• [Exercise instructions] Your answer must be the records below, printed exactly.
+++ Provided material +++
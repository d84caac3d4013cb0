//! Extraction confidence heuristic.
//!
//! The score is a quality proxy for one extraction pass, not a statistical
//! probability. It blends three signals, each normalized to [0, 1]:
//!
//! | signal             | weight | measure                                   |
//! |--------------------|--------|-------------------------------------------|
//! | extraction success | 0.6    | populated fields / 3                      |
//! | text volume        | 0.2    | `min(chars / 500, 1)`                     |
//! | keyword presence   | 0.2    | `min(keywords found / 6, 1)`              |
//!
//! The sum is rounded to two decimals. It only reaches 1.0 when all three
//! signals saturate together.

/// Fields the extractor attempts (grade, name, balance).
pub const EXTRACTABLE_FIELDS: usize = 3;

pub const EXTRACTION_WEIGHT: f64 = 0.6;
pub const TEXT_VOLUME_WEIGHT: f64 = 0.2;
pub const KEYWORD_WEIGHT: f64 = 0.2;

/// Character count at which the text-volume signal saturates.
pub const TEXT_VOLUME_SATURATION: usize = 500;

/// Words expected on an academic document, matched case-insensitively as
/// substrings.
pub const KEYWORDS: &[&str] = &["Name", "GPA", "CGPA", "Grade", "Student", "University"];

/// The three normalized inputs of the confidence score.
#[derive(Debug, Clone, Copy, PartialEq)]
pub struct ConfidenceSignals {
    pub extraction_success: f64,
    pub text_volume: f64,
    pub keyword_presence: f64,
}

impl ConfidenceSignals {
    pub fn measure(raw_text: &str, fields_found: usize) -> Self {
        let lowered = raw_text.to_lowercase();
        let keywords_found = KEYWORDS
            .iter()
            .filter(|keyword| lowered.contains(&keyword.to_lowercase()))
            .count();

        Self {
            extraction_success: fields_found.min(EXTRACTABLE_FIELDS) as f64
                / EXTRACTABLE_FIELDS as f64,
            text_volume: (raw_text.chars().count() as f64 / TEXT_VOLUME_SATURATION as f64).min(1.0),
            keyword_presence: (keywords_found as f64 / KEYWORDS.len() as f64).min(1.0),
        }
    }

    /// Weighted sum rounded to two decimals.
    pub fn score(&self) -> f64 {
        let total = self.extraction_success * EXTRACTION_WEIGHT
            + self.text_volume * TEXT_VOLUME_WEIGHT
            + self.keyword_presence * KEYWORD_WEIGHT;
        round2(total)
    }
}

/// Confidence score for text that yielded `fields_found` structured fields.
pub fn confidence_score(raw_text: &str, fields_found: usize) -> f64 {
    ConfidenceSignals::measure(raw_text, fields_found).score()
}

fn round2(value: f64) -> f64 {
    (value * 100.0).round() / 100.0
}
//! Document understanding for admissions verification.
//!
//! Turns uploaded documents into text (OCR, PDF rendering, plain text) and
//! pulls grade, name and balance fields out of that text.

pub mod balance;
pub mod cascade;
pub mod confidence;
pub mod extractor;
pub mod grade;
pub mod name;
pub mod ocr;
pub mod plain_text;
pub mod reader;

pub use cascade::{Accepted, Cascade};
pub use confidence::{confidence_score, ConfidenceSignals};
pub use extractor::extract_fields;
pub use ocr::{engine_version, OcrSettings, TesseractRecognizer};
pub use plain_text::PlainTextReader;
pub use reader::{process_document, DocumentReader};
//! UnivAegis Gateway HTTP API Server
//!
//! Document upload, eligibility checks and health reporting over JSON.

pub mod documents;
pub mod eligibility_api;
pub mod error;
pub mod health_api;
pub mod rate_limit;
pub mod server;
pub mod settings;
pub mod state;

pub use error::ApiError;
pub use server::{ServerError, build_router, serve};
pub use settings::{GatewaySettings, ocr_settings_from_config, policy_from_config};
pub use state::GatewayState;
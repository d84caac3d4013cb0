//! HTTP error mapping. Every failure leaves the gateway as
//! `{"detail": "..."}` with a matching status code.

use aegis_core::{AegisError, SUPPORTED_EXTENSIONS};
use axum::{
    Json,
    extract::multipart::MultipartError,
    http::StatusCode,
    response::{IntoResponse, Response},
};
use serde_json::json;
use thiserror::Error;

#[derive(Debug, Error)]
pub enum ApiError {
    #[error("{0}")]
    BadRequest(String),

    #[error("{0}")]
    PayloadTooLarge(String),

    #[error("{0}")]
    Unprocessable(String),

    #[error("{0}")]
    TooManyRequests(String),

    #[error("{0}")]
    ServiceUnavailable(String),

    #[error("{0}")]
    Internal(String),
}

impl ApiError {
    pub fn status(&self) -> StatusCode {
        match self {
            Self::BadRequest(_) => StatusCode::BAD_REQUEST,
            Self::PayloadTooLarge(_) => StatusCode::PAYLOAD_TOO_LARGE,
            Self::Unprocessable(_) => StatusCode::UNPROCESSABLE_ENTITY,
            Self::TooManyRequests(_) => StatusCode::TOO_MANY_REQUESTS,
            Self::ServiceUnavailable(_) => StatusCode::SERVICE_UNAVAILABLE,
            Self::Internal(_) => StatusCode::INTERNAL_SERVER_ERROR,
        }
    }

    pub fn from_multipart(err: MultipartError) -> Self {
        if err.status() == StatusCode::PAYLOAD_TOO_LARGE {
            Self::PayloadTooLarge("Uploaded file is too large".to_string())
        } else {
            Self::BadRequest(format!("Invalid multipart body: {}", err.body_text()))
        }
    }
}

impl From<AegisError> for ApiError {
    fn from(err: AegisError) -> Self {
        match err {
            AegisError::UnsupportedFormat { .. } => Self::BadRequest(format!(
                "Unsupported file type. Allowed: {}",
                SUPPORTED_EXTENSIONS.join(", ")
            )),
            AegisError::EmptyDocument => Self::BadRequest(err.to_string()),
            AegisError::InvalidRequest(message) => Self::BadRequest(message),
            AegisError::EngineUnavailable { .. } => Self::ServiceUnavailable(err.to_string()),
            other => Self::Internal(format!("Error processing document: {other}")),
        }
    }
}

impl IntoResponse for ApiError {
    fn into_response(self) -> Response {
        let status = self.status();
        if status.is_server_error() {
            tracing::error!(%status, detail = %self, "Request failed");
        } else {
            tracing::debug!(%status, detail = %self, "Request rejected");
        }
        (status, Json(json!({ "detail": self.to_string() }))).into_response()
    }
}

#[cfg(test)]
mod tests {
    use super::*;

    #[test]
    fn maps_document_errors() {
        let err = ApiError::from(AegisError::UnsupportedFormat { extension: "docx".into() });
        assert_eq!(err.status(), StatusCode::BAD_REQUEST);
        assert_eq!(
            err.to_string(),
            "Unsupported file type. Allowed: pdf, jpg, jpeg, png, bmp, tiff, webp, txt"
        );

        let err = ApiError::from(AegisError::EmptyDocument);
        assert_eq!(err.to_string(), "Uploaded file is empty");
    }

    #[test]
    fn maps_engine_and_processing_errors() {
        let err = ApiError::from(AegisError::EngineUnavailable {
            program: "tesseract".into(),
            reason: "not found".into(),
        });
        assert_eq!(err.status(), StatusCode::SERVICE_UNAVAILABLE);

        let err = ApiError::from(AegisError::Recognition("bad image".into()));
        assert_eq!(err.status(), StatusCode::INTERNAL_SERVER_ERROR);
        assert_eq!(
            err.to_string(),
            "Error processing document: text recognition failed: bad image"
        );
    }
}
+++
• [Response area]
repository d84caac3d4013cb0
//! Extraction confidence heuristic.
//!
//! The score is a quality proxy for one extraction pass, not a statistical
//! probability. It blends three signals, each normalized to [0, 1]:
//!
//! | signal             | weight | measure                                   |
//! |--------------------|--------|-------------------------------------------|
//! | extraction success | 0.6    | populated fields / 3                      |
//! | text volume        | 0.2    | `min(chars / 500, 1)`                     |
//! | keyword presence   | 0.2    | `min(keywords found / 6, 1)`              |
//!
//! The sum is rounded to two decimals. It only reaches 1.0 when all three
//! signals saturate together.

/// Fields the extractor attempts (grade, name, balance).
pub const EXTRACTABLE_FIELDS: usize = 3;

pub const EXTRACTION_WEIGHT: f64 = 0.6;
pub const TEXT_VOLUME_WEIGHT: f64 = 0.2;
pub const KEYWORD_WEIGHT: f64 = 0.2;

/// Character count at which the text-volume signal saturates.
pub const TEXT_VOLUME_SATURATION: usize = 500;

/// Words expected on an academic document, matched case-insensitively as
/// substrings.
pub const KEYWORDS: &[&str] = &["Name", "GPA", "CGPA", "Grade", "Student", "University"];

/// The three normalized inputs of the confidence score.
#[derive(Debug, Clone, Copy, PartialEq)]
pub struct ConfidenceSignals {
    pub extraction_success: f64,
    pub text_volume: f64,
    pub keyword_presence: f64,
}

impl ConfidenceSignals {
    pub fn measure(raw_text: &str, fields_found: usize) -> Self {
        let lowered = raw_text.to_lowercase();
        let keywords_found = KEYWORDS
            .iter()
            .filter(|keyword| lowered.contains(&keyword.to_lowercase()))
            .count();

        Self {
            extraction_success: fields_found.min(EXTRACTABLE_FIELDS) as f64
                / EXTRACTABLE_FIELDS as f64,
            text_volume: (raw_text.chars().count() as f64 / TEXT_VOLUME_SATURATION as f64).min(1.0),
            keyword_presence: (keywords_found as f64 / KEYWORDS.len() as f64).min(1.0),
        }
    }

    /// Weighted sum rounded to two decimals.
    pub fn score(&self) -> f64 {
        let total = self.extraction_success * EXTRACTION_WEIGHT
            + self.text_volume * TEXT_VOLUME_WEIGHT
            + self.keyword_presence * KEYWORD_WEIGHT;
        round2(total)
    }
}

/// Confidence score for text that yielded `fields_found` structured fields.
pub fn confidence_score(raw_text: &str, fields_found: usize) -> f64 {
    ConfidenceSignals::measure(raw_text, fields_found).score()
}

fn round2(value: f64) -> f64 {
    (value * 100.0).round() / 100.0
}
//! Document understanding for admissions verification.
//!
//! Turns uploaded documents into text (OCR, PDF rendering, plain text) and
//! pulls grade, name and balance fields out of that text.

pub mod balance;
pub mod cascade;
pub mod confidence;
pub mod extractor;
pub mod grade;
pub mod name;
pub mod ocr;
pub mod plain_text;
pub mod reader;

pub use cascade::{Accepted, Cascade};
pub use confidence::{confidence_score, ConfidenceSignals};
pub use extractor::extract_fields;
pub use ocr::{engine_version, OcrSettings, TesseractRecognizer};
pub use plain_text::PlainTextReader;
pub use reader::{process_document, DocumentReader};
//! UnivAegis Gateway HTTP API Server
//!
//! Document upload, eligibility checks and health reporting over JSON.

pub mod documents;
pub mod eligibility_api;
pub mod error;
pub mod health_api;
pub mod rate_limit;
pub mod server;
pub mod settings;
pub mod state;

pub use error::ApiError;
pub use server::{ServerError, build_router, serve};
pub use settings::{GatewaySettings, ocr_settings_from_config, policy_from_config};
pub use state::GatewayState;
repository d84caac3d4013cb0
//! HTTP error mapping. Every failure leaves the gateway as
//! `{"detail": "..."}` with a matching status code.

use aegis_core::{AegisError, SUPPORTED_EXTENSIONS};
use axum::{
    Json,
    extract::multipart::MultipartError,
    http::StatusCode,
    response::{IntoResponse, Response},
};
use serde_json::json;
use thiserror::Error;

#[derive(Debug, Error)]
pub enum ApiError {
    #[error("{0}")]
    BadRequest(String),

    #[error("{0}")]
    PayloadTooLarge(String),

    #[error("{0}")]
    Unprocessable(String),

    #[error("{0}")]
    TooManyRequests(String),

    #[error("{0}")]
    ServiceUnavailable(String),

    #[error("{0}")]
    Internal(String),
}

impl ApiError {
    pub fn status(&self) -> StatusCode {
        match self {
            Self::BadRequest(_) => StatusCode::BAD_REQUEST,
            Self::PayloadTooLarge(_) => StatusCode::PAYLOAD_TOO_LARGE,
            Self::Unprocessable(_) => StatusCode::UNPROCESSABLE_ENTITY,
            Self::TooManyRequests(_) => StatusCode::TOO_MANY_REQUESTS,
            Self::ServiceUnavailable(_) => StatusCode::SERVICE_UNAVAILABLE,
            Self::Internal(_) => StatusCode::INTERNAL_SERVER_ERROR,
        }
    }

    pub fn from_multipart(err: MultipartError) -> Self {
        if err.status() == StatusCode::PAYLOAD_TOO_LARGE {
            Self::PayloadTooLarge("Uploaded file is too large".to_string())
        } else {
            Self::BadRequest(format!("Invalid multipart body: {}", err.body_text()))
        }
    }
}

impl From<AegisError> for ApiError {
    fn from(err: AegisError) -> Self {
        match err {
            AegisError::UnsupportedFormat { .. } => Self::BadRequest(format!(
                "Unsupported file type. Allowed: {}",
                SUPPORTED_EXTENSIONS.join(", ")
            )),
            AegisError::EmptyDocument => Self::BadRequest(err.to_string()),
            AegisError::InvalidRequest(message) => Self::BadRequest(message),
            AegisError::EngineUnavailable { .. } => Self::ServiceUnavailable(err.to_string()),
            other => Self::Internal(format!("Error processing document: {other}")),
        }
    }
}

impl IntoResponse for ApiError {
    fn into_response(self) -> Response {
        let status = self.status();
        if status.is_server_error() {
            tracing::error!(%status, detail = %self, "Request failed");
        } else {
            tracing::debug!(%status, detail = %self, "Request rejected");
        }
        (status, Json(json!({ "detail": self.to_string() }))).into_response()
    }
}

#[cfg(test)]
mod tests {
    use super::*;

    #[test]
    fn maps_document_errors() {
        let err = ApiError::from(AegisError::UnsupportedFormat { extension: "docx".into() });
        assert_eq!(err.status(), StatusCode::BAD_REQUEST);
        assert_eq!(
            err.to_string(),
            "Unsupported file type. Allowed: pdf, jpg, jpeg, png, bmp, tiff, webp, txt"
        );

        let err = ApiError::from(AegisError::EmptyDocument);
        assert_eq!(err.to_string(), "Uploaded file is empty");
    }

    #[test]
    fn maps_engine_and_processing_errors() {
        let err = ApiError::from(AegisError::EngineUnavailable {
            program: "tesseract".into(),
            reason: "not found".into(),
        });
        assert_eq!(err.status(), StatusCode::SERVICE_UNAVAILABLE);

        let err = ApiError::from(AegisError::Recognition("bad image".into()));
        assert_eq!(err.status(), StatusCode::INTERNAL_SERVER_ERROR);
        assert_eq!(
            err.to_string(),
            "Error processing document: text recognition failed: bad image"
        );
    }
}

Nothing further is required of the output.